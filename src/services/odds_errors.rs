//! Upstream API error classification
//!
//! Parses HTTP error responses from the odds and stats APIs into structured
//! types so failures are logged with something more useful than a status.

use serde::Deserialize;
use thiserror::Error;

/// Structured upstream API error types
#[derive(Debug, Clone, Error)]
pub enum UpstreamError {
    /// API key missing, invalid or revoked
    #[error("unauthorized: {0}")]
    Unauthorized(String),
    /// Request quota used up or too many requests
    #[error("rate limited or quota exhausted: {0}")]
    RateLimited(String),
    /// Unknown event or resource
    #[error("not found: {0}")]
    NotFound(String),
    /// Bad parameters (unknown market, bad region, ...)
    #[error("invalid request: {0}")]
    InvalidRequest(String),
    /// Network/connection error (timeout, DNS, etc.)
    #[error("network error: {0}")]
    Network(String),
    /// Response body did not match the expected shape
    #[error("failed to decode response: {0}")]
    Decode(String),
    /// Unknown error with status code and body
    #[error("API error {status}: {body}")]
    Unknown { status: u16, body: String },
}

/// Error body format of the odds API
#[derive(Debug, Deserialize)]
struct ApiErrorResponse {
    #[serde(default)]
    message: Option<String>,
    #[serde(default)]
    error_code: Option<String>,
}

impl UpstreamError {
    /// Parse a non-success response into a structured error
    pub fn from_response(status: u16, body: &str) -> Self {
        let (message, code) = match serde_json::from_str::<ApiErrorResponse>(body) {
            Ok(parsed) => (
                parsed.message.unwrap_or_else(|| body.to_string()),
                parsed.error_code.unwrap_or_default(),
            ),
            Err(_) => (body.to_string(), String::new()),
        };

        let code_upper = code.to_uppercase();
        let msg_lower = message.to_lowercase();

        if status == 429
            || code_upper.contains("QUOTA")
            || code_upper.contains("RATE_LIMIT")
            || msg_lower.contains("quota")
            || msg_lower.contains("too many requests")
        {
            return UpstreamError::RateLimited(message);
        }

        if status == 401 || status == 403 || code_upper.contains("INVALID_KEY") || code_upper.contains("MISSING_KEY") {
            return UpstreamError::Unauthorized(message);
        }

        if status == 404 || code_upper.contains("NOT_FOUND") {
            return UpstreamError::NotFound(message);
        }

        if status == 400 || status == 422 || code_upper.starts_with("INVALID_") {
            return UpstreamError::InvalidRequest(message);
        }

        UpstreamError::Unknown {
            status,
            body: message,
        }
    }

    /// Classify a transport-level reqwest error
    pub fn from_network_error(err: &reqwest::Error) -> Self {
        if err.is_timeout() {
            UpstreamError::Network("request timed out".to_string())
        } else if err.is_connect() {
            UpstreamError::Network("connection failed".to_string())
        } else if err.is_decode() {
            UpstreamError::Decode(err.to_string())
        } else {
            UpstreamError::Network(err.to_string())
        }
    }
}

────────────────────

■ Exercise directions
Type out the whole listing above exactly.

■ Reply
filename src/services/odds_errors.rs
//! Upstream API error classification
//!
//! Parses HTTP error responses from the odds and stats APIs into structured
//! types so failures are logged with something more useful than a status.

use serde::Deserialize;
use thiserror::Error;

/// Structured upstream API error types
#[derive(Debug, Clone, Error)]
pub enum UpstreamError {
    /// API key missing, invalid or revoked
    #[error("unauthorized: {0}")]
    Unauthorized(String),
    /// Request quota used up or too many requests
    #[error("rate limited or quota exhausted: {0}")]
    RateLimited(String),
    /// Unknown event or resource
    #[error("not found: {0}")]
    NotFound(String),
    /// Bad parameters (unknown market, bad region, ...)
    #[error("invalid request: {0}")]
    InvalidRequest(String),
    /// Network/connection error (timeout, DNS, etc.)
    #[error("network error: {0}")]
    Network(String),
    /// Response body did not match the expected shape
    #[error("failed to decode response: {0}")]
    Decode(String),
    /// Unknown error with status code and body
    #[error("API error {status}: {body}")]
    Unknown { status: u16, body: String },
}

/// Error body format of the odds API
#[derive(Debug, Deserialize)]
struct ApiErrorResponse {
    #[serde(default)]
    message: Option<String>,
    #[serde(default)]
    error_code: Option<String>,
}

impl UpstreamError {
    /// Parse a non-success response into a structured error
    pub fn from_response(status: u16, body: &str) -> Self {
        let (message, code) = match serde_json::from_str::<ApiErrorResponse>(body) {
            Ok(parsed) => (
                parsed.message.unwrap_or_else(|| body.to_string()),
                parsed.error_code.unwrap_or_default(),
            ),
            Err(_) => (body.to_string(), String::new()),
        };

        let code_upper = code.to_uppercase();
        let msg_lower = message.to_lowercase();

        if status == 429
            || code_upper.contains("QUOTA")
            || code_upper.contains("RATE_LIMIT")
            || msg_lower.contains("quota")
            || msg_lower.contains("too many requests")
        {
            return UpstreamError::RateLimited(message);
        }

        if status == 401 || status == 403 || code_upper.contains("INVALID_KEY") || code_upper.contains("MISSING_KEY") {
            return UpstreamError::Unauthorized(message);
        }

        if status == 404 || code_upper.contains("NOT_FOUND") {
            return UpstreamError::NotFound(message);
        }

        if status == 400 || status == 422 || code_upper.starts_with("INVALID_") {
            return UpstreamError::InvalidRequest(message);
        }

        UpstreamError::Unknown {
            status,
            body: message,
        }
    }

    /// Classify a transport-level reqwest error
    pub fn from_network_error(err: &reqwest::Error) -> Self {
        if err.is_timeout() {
            UpstreamError::Network("request timed out".to_string())
        } else if err.is_connect() {
            UpstreamError::Network("connection failed".to_string())
        } else if err.is_decode() {
            UpstreamError::Decode(err.to_string())
        } else {
            UpstreamError::Network(err.to_string())
        }
    }
}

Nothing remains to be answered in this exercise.